* Exercise goal: When you reach the entries below, transcribe each one exactly as it stands.
==== Records shown ====
/// A fully read 402 response that can be re-materialized.
///
/// Parsing a 402 consumes the body; buffering lets the middleware hand the
/// original response back when payment is impossible or aborted.
#[derive(Debug)]
pub struct BufferedResponse {
    /// Response status.
    pub status: StatusCode,
    /// Response headers.
    pub headers: HeaderMap,
    /// Fully read body bytes.
    pub body: Vec<u8>,
    /// The request URL.
    pub url: Url,
}

impl BufferedResponse {
    /// Reads a response to completion.
    ///
    /// # Errors
    ///
    /// Returns the underlying transport error if the body read fails.
    pub async fn read(response: Response) -> reqwest::Result<Self> {
        let status = response.status();
        let headers = response.headers().clone();
        let url = response.url().clone();
        let body = response.bytes().await?.to_vec();
        Ok(Self {
            status,
            headers,
            body,
            url,
        })
    }

    /// Rebuilds a `reqwest::Response` from the buffered parts.
    #[must_use]
    pub fn into_response(self) -> Response {
        let mut builder = http::Response::builder().status(self.status);
        if let Some(headers) = builder.headers_mut() {
            *headers = self.headers;
        }
        let response = builder
            .body(self.body)
            .unwrap_or_else(|_| http::Response::new(Vec::new()));
        Response::from(response)
    }
}

/// Parses the payment terms out of a buffered 402 response.
///
/// The V2 `PAYMENT-REQUIRED` header wins over the body; the body is tried
/// for both versions.
#[must_use]
pub fn parse_402_response(response: &BufferedResponse) -> Option<PaymentRequiredEnum> {
    if let Some(header) = response
        .headers
        .get(PAYMENT_REQUIRED_HEADER)
        .and_then(|v| v.to_str().ok())
        && let Ok(required) = headers::decode_payment_required(header)
    {
        return Some(required);
    }
    headers::decode_payment_required_body(&response.body).ok()
}

/// Decodes the settlement receipt header off a paid response, if present.
#[must_use]
pub fn decode_settlement(headers: &HeaderMap) -> Option<SettleResponse> {
    let value = headers
        .get(PAYMENT_RESPONSE_HEADER)
        .or_else(|| headers.get(X_PAYMENT_RESPONSE_HEADER))?
        .to_str()
        .ok()?;
    headers::decode_payment_response(value).ok()
}

/// reqwest middleware driving the x402 client engine.
///
/// ```no_run
/// use std::sync::Arc;
/// use tollbooth::client::PaymentClient;
/// use tollbooth_http::PaymentMiddleware;
///
/// let engine = Arc::new(PaymentClient::new());
/// let client = reqwest_middleware::ClientBuilder::new(reqwest::Client::new())
///     .with(PaymentMiddleware::new(engine))
///     .build();
/// ```
pub struct PaymentMiddleware {
    engine: Arc<PaymentClient>,
}

impl std::fmt::Debug for PaymentMiddleware {
    fn fmt(&self, f: &mut std::fmt::Formatter<'_>) -> std::fmt::Result {
        f.debug_struct("PaymentMiddleware").finish_non_exhaustive()
    }
}

impl PaymentMiddleware {
    /// Creates the middleware around a configured engine.
    #[must_use]
    pub const fn new(engine: Arc<PaymentClient>) -> Self {
        Self { engine }
    }

    /// Produces the payment header for a parsed 402.
    ///
    /// Returns `Ok(None)` when payment should not be attempted (no mutual
    /// support, or a hook aborted) and the original 402 belongs to the
    /// caller.
    async fn make_payment_header(
        &self,
        required: &PaymentRequiredEnum,
    ) -> Result<Option<(&'static str, String)>, PaymentError> {
        match required {
            PaymentRequiredEnum::V2(required) => {
                match self.engine.create_payment_payload_v2(required).await {
                    Ok(payload) => {
                        let value = headers::encode_payment_signature(&payload)
                            .map_err(|e| PaymentError::Scheme(Box::new(e)))?;
                        Ok(Some((PAYMENT_SIGNATURE_HEADER, value)))
                    }
                    Err(err) => Self::absorb_expected(err),
                }
            }
            PaymentRequiredEnum::V1(required) => {
                match self.engine.create_payment_payload_v1(required).await {
                    Ok(payload) => {
                        let value = headers::encode_x_payment(&payload)
                            .map_err(|e| PaymentError::Scheme(Box::new(e)))?;
                        Ok(Some((X_PAYMENT_HEADER, value)))
                    }
                    Err(err) => Self::absorb_expected(err),
                }
            }
        }
    }

    /// Maps "surface the 402" outcomes to `None`; everything else
    /// propagates.
    fn absorb_expected(
        err: PaymentError,
    ) -> Result<Option<(&'static str, String)>, PaymentError> {
        match err {
            PaymentError::NoMatchingRequirements(e) => {
                tracing::debug!(reason = %e, "no mutually supported payment option");
                Ok(None)
            }
            PaymentError::Aborted(e) => {
                tracing::info!(reason = %e.reason, "payment aborted by hook");
                Ok(None)
            }
            other => Err(other),
        }
    }
}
====
* Expected output:
/// A fully read 402 response that can be re-materialized.
///
/// Parsing a 402 consumes the body; buffering lets the middleware hand the
/// original response back when payment is impossible or aborted.
#[derive(Debug)]
pub struct BufferedResponse {
    /// Response status.
    pub status: StatusCode,
    /// Response headers.
    pub headers: HeaderMap,
    /// Fully read body bytes.
    pub body: Vec<u8>,
    /// The request URL.
    pub url: Url,
}

impl BufferedResponse {
    /// Reads a response to completion.
    ///
    /// # Errors
    ///
    /// Returns the underlying transport error if the body read fails.
    pub async fn read(response: Response) -> reqwest::Result<Self> {
        let status = response.status();
        let headers = response.headers().clone();
        let url = response.url().clone();
        let body = response.bytes().await?.to_vec();
        Ok(Self {
            status,
            headers,
            body,
            url,
        })
    }

    /// Rebuilds a `reqwest::Response` from the buffered parts.
    #[must_use]
    pub fn into_response(self) -> Response {
        let mut builder = http::Response::builder().status(self.status);
        if let Some(headers) = builder.headers_mut() {
            *headers = self.headers;
        }
        let response = builder
            .body(self.body)
            .unwrap_or_else(|_| http::Response::new(Vec::new()));
        Response::from(response)
    }
}

/// Parses the payment terms out of a buffered 402 response.
///
/// The V2 `PAYMENT-REQUIRED` header wins over the body; the body is tried
/// for both versions.
#[must_use]
pub fn parse_402_response(response: &BufferedResponse) -> Option<PaymentRequiredEnum> {
    if let Some(header) = response
        .headers
        .get(PAYMENT_REQUIRED_HEADER)
        .and_then(|v| v.to_str().ok())
        && let Ok(required) = headers::decode_payment_required(header)
    {
        return Some(required);
    }
    headers::decode_payment_required_body(&response.body).ok()
}

/// Decodes the settlement receipt header off a paid response, if present.
#[must_use]
pub fn decode_settlement(headers: &HeaderMap) -> Option<SettleResponse> {
    let value = headers
        .get(PAYMENT_RESPONSE_HEADER)
        .or_else(|| headers.get(X_PAYMENT_RESPONSE_HEADER))?
        .to_str()
        .ok()?;
    headers::decode_payment_response(value).ok()
}

/// reqwest middleware driving the x402 client engine.
///
/// ```no_run
/// use std::sync::Arc;
/// use tollbooth::client::PaymentClient;
/// use tollbooth_http::PaymentMiddleware;
///
/// let engine = Arc::new(PaymentClient::new());
/// let client = reqwest_middleware::ClientBuilder::new(reqwest::Client::new())
///     .with(PaymentMiddleware::new(engine))
///     .build();
/// ```
pub struct PaymentMiddleware {
    engine: Arc<PaymentClient>,
}

impl std::fmt::Debug for PaymentMiddleware {
    fn fmt(&self, f: &mut std::fmt::Formatter<'_>) -> std::fmt::Result {
        f.debug_struct("PaymentMiddleware").finish_non_exhaustive()
    }
}

impl PaymentMiddleware {
    /// Creates the middleware around a configured engine.
    #[must_use]
    pub const fn new(engine: Arc<PaymentClient>) -> Self {
        Self { engine }
    }

    /// Produces the payment header for a parsed 402.
    ///
    /// Returns `Ok(None)` when payment should not be attempted (no mutual
    /// support, or a hook aborted) and the original 402 belongs to the
    /// caller.
    async fn make_payment_header(
        &self,
        required: &PaymentRequiredEnum,
    ) -> Result<Option<(&'static str, String)>, PaymentError> {
        match required {
            PaymentRequiredEnum::V2(required) => {
                match self.engine.create_payment_payload_v2(required).await {
                    Ok(payload) => {
                        let value = headers::encode_payment_signature(&payload)
                            .map_err(|e| PaymentError::Scheme(Box::new(e)))?;
                        Ok(Some((PAYMENT_SIGNATURE_HEADER, value)))
                    }
                    Err(err) => Self::absorb_expected(err),
                }
            }
            PaymentRequiredEnum::V1(required) => {
                match self.engine.create_payment_payload_v1(required).await {
                    Ok(payload) => {
                        let value = headers::encode_x_payment(&payload)
                            .map_err(|e| PaymentError::Scheme(Box::new(e)))?;
                        Ok(Some((X_PAYMENT_HEADER, value)))
                    }
                    Err(err) => Self::absorb_expected(err),
                }
            }
        }
    }

    /// Maps "surface the 402" outcomes to `None`; everything else
    /// propagates.
    fn absorb_expected(
        err: PaymentError,
    ) -> Result<Option<(&'static str, String)>, PaymentError> {
        match err {
            PaymentError::NoMatchingRequirements(e) => {
                tracing::debug!(reason = %e, "no mutually supported payment option");
                Ok(None)
            }
            PaymentError::Aborted(e) => {
                tracing::info!(reason = %e.reason, "payment aborted by hook");
                Ok(None)
            }
            other => Err(other),
        }
    }
}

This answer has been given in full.